I saw, with a real sense of disgust, the videos that have circulated recently on the internet. First, I saw the video of the attorney, who has taken an oath to protect rights, rail at a restaurant because other patrons were speaking Spanish. Second, I saw the Border Patrol agent speak to two United States citizens about his suspicions because they were speaking Spanish, allegedly in a place where only “English” is spoken. As Ana Navarro has put it on CNN today, unless you are speaking Cherokee, this arrest should not have happened because we are all children and grandchildren of immigrants. This, however, started me thinking about whether speaking “Spanish” in a predominantly white neighborhood is enough to land you in removal proceedings. I will answer this question: NO!!!

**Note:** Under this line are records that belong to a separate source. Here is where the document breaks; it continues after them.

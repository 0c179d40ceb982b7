//! Character factory for creating test character rows.

use crate::factory::helpers::next_id;
use sea_orm::{ActiveModelTrait, ActiveValue, DatabaseConnection, DbErr};

/// Factory for creating test characters with customizable fields.
///
/// Skills and guild memberships are inserted into their own tables after the
/// character row.
///
/// # Example
///
/// ```rust,ignore
/// use test_utils::factory::character::CharacterFactory;
///
/// let character = CharacterFactory::new(&db)
///     .discord_client_id("123456789")
///     .location("Lakevale:PORT")
///     .skill("SWIFT_FEET", 4)
///     .build()
///     .await?;
/// ```
pub struct CharacterFactory<'a> {
    db: &'a DatabaseConnection,
    discord_client_id: String,
    language: String,
    first_name: String,
    last_name: String,
    money: i64,
    location: String,
    agility: i32,
    skills: Vec<(String, i64)>,
    guilds: Vec<(String, i64)>,
}

impl<'a> CharacterFactory<'a> {
    /// Creates a new CharacterFactory with default values.
    ///
    /// Defaults:
    /// - discord_client_id: auto-incremented number
    /// - language: `"en-US"`
    /// - first_name / last_name: `"First {id}"` / `"Last {id}"`
    /// - money: `0`
    /// - location: `"MistMeadow"`
    /// - agility: `1`
    ///
    /// # Arguments
    /// - `db` - Database connection for inserting the entity
    ///
    /// # Returns
    /// - `CharacterFactory` - New factory instance with defaults
    pub fn new(db: &'a DatabaseConnection) -> Self {
        let id = next_id();
        Self {
            db,
            discord_client_id: id.to_string(),
            language: "en-US".to_string(),
            first_name: format!("First {}", id),
            last_name: format!("Last {}", id),
            money: 0,
            location: "MistMeadow".to_string(),
            agility: 1,
            skills: Vec::new(),
            guilds: Vec::new(),
        }
    }

    /// Sets the Discord ID of the owning user.
    pub fn discord_client_id(mut self, discord_client_id: impl Into<String>) -> Self {
        self.discord_client_id = discord_client_id.into();
        self
    }

    pub fn language(mut self, language: impl Into<String>) -> Self {
        self.language = language.into();
        self
    }

    pub fn name(mut self, first_name: impl Into<String>, last_name: impl Into<String>) -> Self {
        self.first_name = first_name.into();
        self.last_name = last_name.into();
        self
    }

    pub fn money(mut self, money: i64) -> Self {
        self.money = money;
        self
    }

    /// Sets the location string, e.g. `"Lakevale"` or `"Wharfwind:PORT"`.
    pub fn location(mut self, location: impl Into<String>) -> Self {
        self.location = location.into();
        self
    }

    pub fn agility(mut self, agility: i32) -> Self {
        self.agility = agility;
        self
    }

    /// Adds a learned skill by name with its experience.
    pub fn skill(mut self, name: impl Into<String>, experience: i64) -> Self {
        self.skills.push((name.into(), experience));
        self
    }

    /// Adds a guild membership by guild name with its experience.
    pub fn guild(mut self, name: impl Into<String>, experience: i64) -> Self {
        self.guilds.push((name.into(), experience));
        self
    }

    /// Builds and inserts the character with its skills and guilds.
    ///
    /// # Returns
    /// - `Ok(entity::character::Model)` - Created character row
    /// - `Err(DbErr)` - Database error during insert
    pub async fn build(self) -> Result<entity::character::Model, DbErr> {
        let character = entity::character::ActiveModel {
            discord_client_id: ActiveValue::Set(self.discord_client_id.clone()),
            language: ActiveValue::Set(self.language),
            first_name: ActiveValue::Set(self.first_name),
            last_name: ActiveValue::Set(self.last_name),
            noble_title: ActiveValue::Set(None),
            money: ActiveValue::Set(self.money),
            location: ActiveValue::Set(self.location),
            health_points: ActiveValue::Set(20),
            mana_points: ActiveValue::Set(20),
            strength: ActiveValue::Set(1),
            vitality: ActiveValue::Set(1),
            dexterity: ActiveValue::Set(1),
            agility: ActiveValue::Set(self.agility),
            intelligence: ActiveValue::Set(1),
            magic: ActiveValue::Set(1),
            charisma: ActiveValue::Set(1),
            reputation: ActiveValue::Set(0),
            luck: ActiveValue::Set(1),
        }
        .insert(self.db)
        .await?;

        for (skill_name, experience) in self.skills {
            entity::character_skill::ActiveModel {
                discord_client_id: ActiveValue::Set(self.discord_client_id.clone()),
                skill_name: ActiveValue::Set(skill_name),
                experience: ActiveValue::Set(experience),
            }
            .insert(self.db)
            .await?;
        }

        for (guild_name, experience) in self.guilds {
            entity::character_guild::ActiveModel {
                discord_client_id: ActiveValue::Set(self.discord_client_id.clone()),
                guild_name: ActiveValue::Set(guild_name),
                experience: ActiveValue::Set(experience),
            }
            .insert(self.db)
            .await?;
        }

        Ok(character)
    }
}

/// Creates a character with default values.
///
/// Shorthand for `CharacterFactory::new(db).build().await`.
///
/// # Arguments
/// - `db` - Database connection
///
/// # Returns
/// - `Ok(entity::character::Model)` - Created character row
/// - `Err(DbErr)` - Database error during insert
pub async fn create_character(db: &DatabaseConnection) -> Result<entity::character::Model, DbErr> {
    CharacterFactory::new(db).build().await
}

#[cfg(test)]
mod tests {
    use super::*;
    use crate::builder::TestBuilder;
    use entity::prelude::*;
    use sea_orm::{ColumnTrait, EntityTrait, QueryFilter};

    #[tokio::test]
    async fn creates_character_with_defaults() -> Result<(), DbErr> {
        let test = TestBuilder::new()
            .with_character_tables()
            .build()
            .await
            .unwrap();
        let db = test.db.as_ref().unwrap();

        let character = create_character(db).await?;

        assert!(!character.discord_client_id.is_empty());
        assert_eq!(character.location, "MistMeadow");
        assert_eq!(character.language, "en-US");

        Ok(())
    }

    #[tokio::test]
    async fn creates_character_with_skills_and_guilds() -> Result<(), DbErr> {
        let test = TestBuilder::new()
            .with_character_tables()
            .build()
            .await
            .unwrap();
        let db = test.db.as_ref().unwrap();

        let character = CharacterFactory::new(db)
            .skill("MEGALUCK", 4)
            .guild("MERCHANTS_GUILD", 0)
            .build()
            .await?;

        let skills = CharacterSkill::find()
            .filter(
                entity::character_skill::Column::DiscordClientId
                    .eq(character.discord_client_id.as_str()),
            )
            .all(db)
            .await?;
        let guilds = CharacterGuild::find().all(db).await?;

        assert_eq!(skills.len(), 1);
        assert_eq!(skills[0].skill_name, "MEGALUCK");
        assert_eq!(guilds.len(), 1);

        Ok(())
    }
}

Can I Terminate Removal Proceedings Based on a Fourth Amendment Violation?
Merely speaking Spanish is not enough to land you in removal proceedings. This is America. Everyone has rights, including the undocumented. However, even if you land in removal proceedings for speaking Spanish, can you use the Fourth Amendment to dismiss your case?
The answer to this one is more complicated. Since removal proceedings are civil in nature, the United States Supreme Court has ruled that using the Fourth Amendment to suppress evidence, and terminate removal proceedings, is only allowed in egregious situations. The Court in INS v. Lopez Mendoza, 468 U.S. 1032 (1984). Several courts have dealt with the issue, and the Court in Lopez Mendoza, that the exclusionary rule would apply in cases where the egregious Fourth Amendment violations were widespread and fundamentally unfair and the unfairness undermined the reliability of the evidence. Id. at 1050-51.
What Should You Do if You Believe You Were Placed in Proceedings for Speaking Spanish?
So if the two ladies in Wyoming ended up in removal proceedings, could they use the exclusionary rule to suppress and terminate the proceedings? Possibly. (That is assuming that they were not United States citizens).
Several courts have ruled that evidence of identity and alienage are suppressible if such violation occurs. In Pretzantzin v. Holder, 736 F.3d 641, 646-51 (2nd Cir. 2013), the Second Circuit applied the rule and upheld the immigration judge’s decision doing the same and terminating proceedings. In that case, the Department of Homeland Security conducted a warrantless nighttime raid and arrested several individuals.
A competent immigration attorney should move to suppress the I-213, the record of deportable alien, dismiss the Notice to Appear and terminate proceedings. I have filed several of these motions during my career, some of them were successful, in cases that were very similar to the case discussed above. However, such cases are very rare, and such results are very rare.
You can also use the Fifth Amendment’s Due Process Clause to suppress unconstitutional evidence in removal proceedings.
Should the Exclusionary Rule Apply in Removal Proceedings?
I believe that the time is ripe for a challenge to the Lopez Mendoza decision. With the criminalization of removal proceedings (the widespread use of criminal law to remove immigrants), I do not believe that such result would be the same today. I would believe, however, that is removal proceedings were deemed criminal, there would be a right to counsel established, which might not be a desirable result by the government.
Our two Spanish speakers might have to fight in removal proceedings to suppress such evidence. However, because of the video, in which the Patrol Agent admits to the constitutional violation, their chances might be excellent.